What constitutes its design attributes? Is it a 21st century deconstruction of Dr. Frankenstein’s laboratory or more of a socio/work cultural approach to the practice of academic medicine?
Ostensibly a term to describe the intersection of basic science with clinical application, translational medicine is bringing about a revolution of architectural ideas focused on maximizing interactions between the medical and research communities.
While collaborative, interdisciplinary buildings have long been the goal for medical research institutions, it is the promise of breakthroughs and discoveries through translational activity that has led directly to translational architecture: a new breed of building that promotes and sustains a form of hyper-interactivity between clinicians and researchers.
Concurrently, medical education has also become a crucial component in this symbiotic approach to medicine, a bridge between research and clinical activities. Recently, the most prevalent application of translational medicine has been found in the field of oncology. In order for a cancer program to receive National Cancer Institute designation, proactive cross-pollination of clinical, research and educational activities is a prerequisite to promote collaboration, exchange of intelligence, and seminal discoveries. To manifest this premise into spatial expressions, there can be many different ways to establish the design criteria.
A first and fundamental step is to collocate clinical and research programs within the same building. To further enhance integration, a strong spatial feature that visually links the clinical and research entities is often utilized. It has also been noted when patients have views to the research labs, it conveys a sense of confidence in the institution, where they are constantly aware that researchers and oncologists are working together to find new breakthroughs. As an added enhancement, an open stairway within the atrium further contributes to a feeling of communication and connectivity. For example, at the Penn State Health Milton S. Hershey Medical Center, Cancer Institute, a five-story “beehive” atrium visually links the research and clinical floors into a focused unity. Other design elements that encourage discourse between clinicians and researchers include: (1) Dedicated multi-levels of medical education spaces intermingled throughout clinical and research floors; (2) Provision for multiple scaled soft spaces such as breakout alcoves, cafeterias, consult rooms, and open lounge areas that encourage spontaneous exchanges; (3) Opportunities to collocate clinical and research staff via contiguous offices, work rooms and touch down stations for oncologists, patient coordinators and clinical trial nurses to confer and chart together; (4) Open generic lab layout with a support core enhances teamwork with a seamless flow of information between different research groups.

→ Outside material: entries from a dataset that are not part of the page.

use std::collections::BTreeMap;

use chrono::NaiveDate;

use crate::config::MatchConfig;
use crate::error::ReconError;
use crate::matcher::{partial_pass, perfect_pass};
use crate::model::{AuditInput, AuditReport, Cookie, Order, Seller};
use crate::normalize::{missing_required_headers, normalize_rows};
use crate::pool::OrderPool;
use crate::report;

/// Run one reconciliation over a caller-supplied snapshot.
///
/// The signature is infallible on purpose: a bad audit header schema is a
/// soft failure, reported through the `error` field with every order listed
/// as unmatched, so callers must inspect `error` even on a normal return.
/// Uninterpretable rows are skipped silently during normalization.
pub fn run(config: &MatchConfig, input: &AuditInput) -> AuditReport {
    let missing = missing_required_headers(&input.headers);
    if !missing.is_empty() {
        let message = format!(
            "audit file is missing required column(s): {}",
            missing.join(", ")
        );
        return report::header_failure(message, &input.orders, input.rows.len());
    }

    let records = normalize_rows(&input.rows, &input.headers, &input.cookies);
    let mut pool = OrderPool::new(input.orders.clone());

    let perfect = perfect_pass(records, &mut pool, &input.cookies, &input.sellers);
    let partial = partial_pass(
        &perfect.unmatched_records,
        &pool,
        &input.cookies,
        &input.sellers,
        &config.tolerance,
        &config.acceptance,
    );

    // Orders neither claimed by the perfect pass nor cited as a candidate.
    let unmatched_orders: Vec<Order> = pool
        .iter_unclaimed()
        .filter(|(slot, _)| !partial.candidate_slots.contains(slot))
        .map(|(_, order)| order.clone())
        .collect();

    report::assemble(
        perfect.matches,
        partial.matches,
        unmatched_orders,
        perfect.extra_rows,
        input.rows.len(),
        pool.len(),
    )
}

// ---------------------------------------------------------------------------
// CSV loading
// ---------------------------------------------------------------------------

/// Orders-export columns that are not cookie quantities. Every other column
/// is read as a cookie abbreviation.
const ORDER_FIXED_COLUMNS: [&str; 6] = [
    "id",
    "date",
    "type",
    "to_seller_id",
    "from_seller_id",
    "order_num",
];

/// Load the audit export verbatim: header list plus raw string rows.
///
/// No interpretation happens here; normalization runs inside [`run`] so the
/// soft-failure contract for bad schemas can hold. Rows may be ragged, the
/// council's exports often are.
pub fn load_audit_csv(csv_data: &str) -> Result<(Vec<String>, Vec<Vec<String>>), ReconError> {
    let mut reader = csv::ReaderBuilder::new()
        .has_headers(true)
        .flexible(true)
        .from_reader(csv_data.as_bytes());

    let headers: Vec<String> = reader
        .headers()
        .map_err(|e| ReconError::Io(e.to_string()))?
        .iter()
        .map(|h| h.to_string())
        .collect();

    let mut rows = Vec::new();
    for record in reader.records() {
        let record = record.map_err(|e| ReconError::Io(e.to_string()))?;
        rows.push(record.iter().map(|cell| cell.to_string()).collect());
    }

    Ok((headers, rows))
}

/// Load the troop's recorded orders: fixed identity columns plus one column
/// per catalog cookie abbreviation. Unlike audit rows, the troop's own data
/// is expected to be well formed, so malformed cells are hard errors.
pub fn load_orders_csv(csv_data: &str) -> Result<Vec<Order>, ReconError> {
    let mut reader = csv::ReaderBuilder::new()
        .has_headers(true)
        .from_reader(csv_data.as_bytes());

    let headers: Vec<String> = reader
        .headers()
        .map_err(|e| ReconError::Io(e.to_string()))?
        .iter()
        .map(|h| h.to_string())
        .collect();

    let idx = |name: &str| -> Result<usize, ReconError> {
        headers
            .iter()
            .position(|h| h == name)
            .ok_or_else(|| ReconError::MissingColumn {
                file: "orders".into(),
                column: name.into(),
            })
    };

    let id_idx = idx("id")?;
    let date_idx = idx("date")?;
    let type_idx = idx("type")?;
    let to_idx = idx("to_seller_id")?;
    let from_idx = idx("from_seller_id")?;
    let order_num_idx = idx("order_num")?;

    let cookie_columns: Vec<(usize, String)> = headers
        .iter()
        .enumerate()
        .filter(|(_, h)| !ORDER_FIXED_COLUMNS.contains(&h.as_str()))
        .map(|(i, h)| (i, h.clone()))
        .collect();

    let mut orders = Vec::new();
    for (row_num, record) in reader.records().enumerate() {
        let record = record.map_err(|e| ReconError::Io(e.to_string()))?;
        // Data rows start on line 2, after the header.
        let row = row_num + 2;

        let id = parse_i64("orders", row, record.get(id_idx).unwrap_or(""))?;
        let date_str = record.get(date_idx).unwrap_or("");
        let date = NaiveDate::parse_from_str(date_str, "%Y-%m-%d").map_err(|_| {
            ReconError::DateParse {
                file: "orders".into(),
                row,
                value: date_str.into(),
            }
        })?;
        let txn_type = record.get(type_idx).unwrap_or("").trim().to_string();
        let to_seller_id = parse_opt_i64("orders", row, record.get(to_idx).unwrap_or(""))?;
        let from_seller_id = parse_opt_i64("orders", row, record.get(from_idx).unwrap_or(""))?;
        let order_num = nonempty(record.get(order_num_idx).unwrap_or(""));

        let mut cookies = BTreeMap::new();
        for (i, abbr) in &cookie_columns {
            let cell = record.get(*i).unwrap_or("").trim();
            if cell.is_empty() {
                continue;
            }
            cookies.insert(abbr.clone(), parse_i64("orders", row, cell)?);
        }

        orders.push(Order {
            id,
            date,
            txn_type,
            to_seller_id,
            from_seller_id,
            cookies,
            order_num,
        });
    }

    Ok(orders)
}

pub fn load_sellers_csv(csv_data: &str) -> Result<Vec<Seller>, ReconError> {
    let mut reader = csv::ReaderBuilder::new()
        .has_headers(true)
        .from_reader(csv_data.as_bytes());

    let headers: Vec<String> = reader
        .headers()
        .map_err(|e| ReconError::Io(e.to_string()))?
        .iter()
        .map(|h| h.to_string())
        .collect();

    let idx = |name: &str| -> Result<usize, ReconError> {
        headers
            .iter()
            .position(|h| h == name)
            .ok_or_else(|| ReconError::MissingColumn {
                file: "sellers".into(),
                column: name.into(),
            })
    };

    let id_idx = idx("id")?;
    let first_idx = idx("first_name")?;
    let last_idx = idx("last_name")?;

    let mut sellers = Vec::new();
    for (row_num, record) in reader.records().enumerate() {
        let record = record.map_err(|e| ReconError::Io(e.to_string()))?;
        let row = row_num + 2;

        sellers.push(Seller {
            id: parse_i64("sellers", row, record.get(id_idx).unwrap_or(""))?,
            first_name: record.get(first_idx).unwrap_or("").trim().to_string(),
            last_name: record.get(last_idx).unwrap_or("").trim().to_string(),
        });
    }

    Ok(sellers)
}

pub fn load_cookies_csv(csv_data: &str) -> Result<Vec<Cookie>, ReconError> {
    let mut reader = csv::ReaderBuilder::new()
        .has_headers(true)
        .from_reader(csv_data.as_bytes());

    let headers: Vec<String> = reader
        .headers()
        .map_err(|e| ReconError::Io(e.to_string()))?
        .iter()
        .map(|h| h.to_string())
        .collect();

    let idx = |name: &str| -> Result<usize, ReconError> {
        headers
            .iter()
            .position(|h| h == name)
            .ok_or_else(|| ReconError::MissingColumn {
                file: "cookies".into(),
                column: name.into(),
            })
    };

    let id_idx = idx("id")?;
    let abbr_idx = idx("abbr")?;

    let mut cookies = Vec::new();
    for (row_num, record) in reader.records().enumerate() {
        let record = record.map_err(|e| ReconError::Io(e.to_string()))?;
        let row = row_num + 2;

        cookies.push(Cookie {
            id: parse_i64("cookies", row, record.get(id_idx).unwrap_or(""))?,
            abbr: record.get(abbr_idx).unwrap_or("").trim().to_string(),
        });
    }

    Ok(cookies)
}

fn parse_i64(file: &str, row: usize, value: &str) -> Result<i64, ReconError> {
    value.trim().parse().map_err(|_| ReconError::NumberParse {
        file: file.into(),
        row,
        value: value.into(),
    })
}

fn parse_opt_i64(file: &str, row: usize, value: &str) -> Result<Option<i64>, ReconError> {
    let value = value.trim();
    if value.is_empty() {
        Ok(None)
    } else {
        parse_i64(file, row, value).map(Some)
    }
}

fn nonempty(value: &str) -> Option<String> {
    let value = value.trim();
    if value.is_empty() {
        None
    } else {
        Some(value.to_string())
    }
}

// ---------------------------------------------------------------------------
// Tests
// ---------------------------------------------------------------------------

Infusion Therapy Suite with Family Lounge
Another key component to the successful implementation of translational medicine is creating an environment supportive of all end users: patients, families, and staff alike. The design must consider both the environmental and emotional needs of patients undergoing demanding treatments, accompanying family or friends, nursing staff, oncologists and researchers who are encouraged to work collaboratively to find the next cure. Evidence suggests that a well-crafted environment can help reduce stressors and have a positive effect. Design features to support this therapeutic atmosphere include: (1) Convenient and quick access for patients; (2) Amenities such as a resource center, cafe or a dedicated healing garden to provide views, tranquility and visual distractions for all end users; (3) A sustainable building agenda, including abundant access to natural light and views and green building materials that reduce VOC emissions. The goal was to manifest and sustain translational medicine interactivities that significantly improve the process of undergoing comprehensive cancer care by consolidating clinical and research functions under one roof. The outcome of this built environment instills confidence in quality of care, promotes opportunities to translate and expedite state-of-the-art research to the clinical environment, and provides a healing environment with inspiration for the future.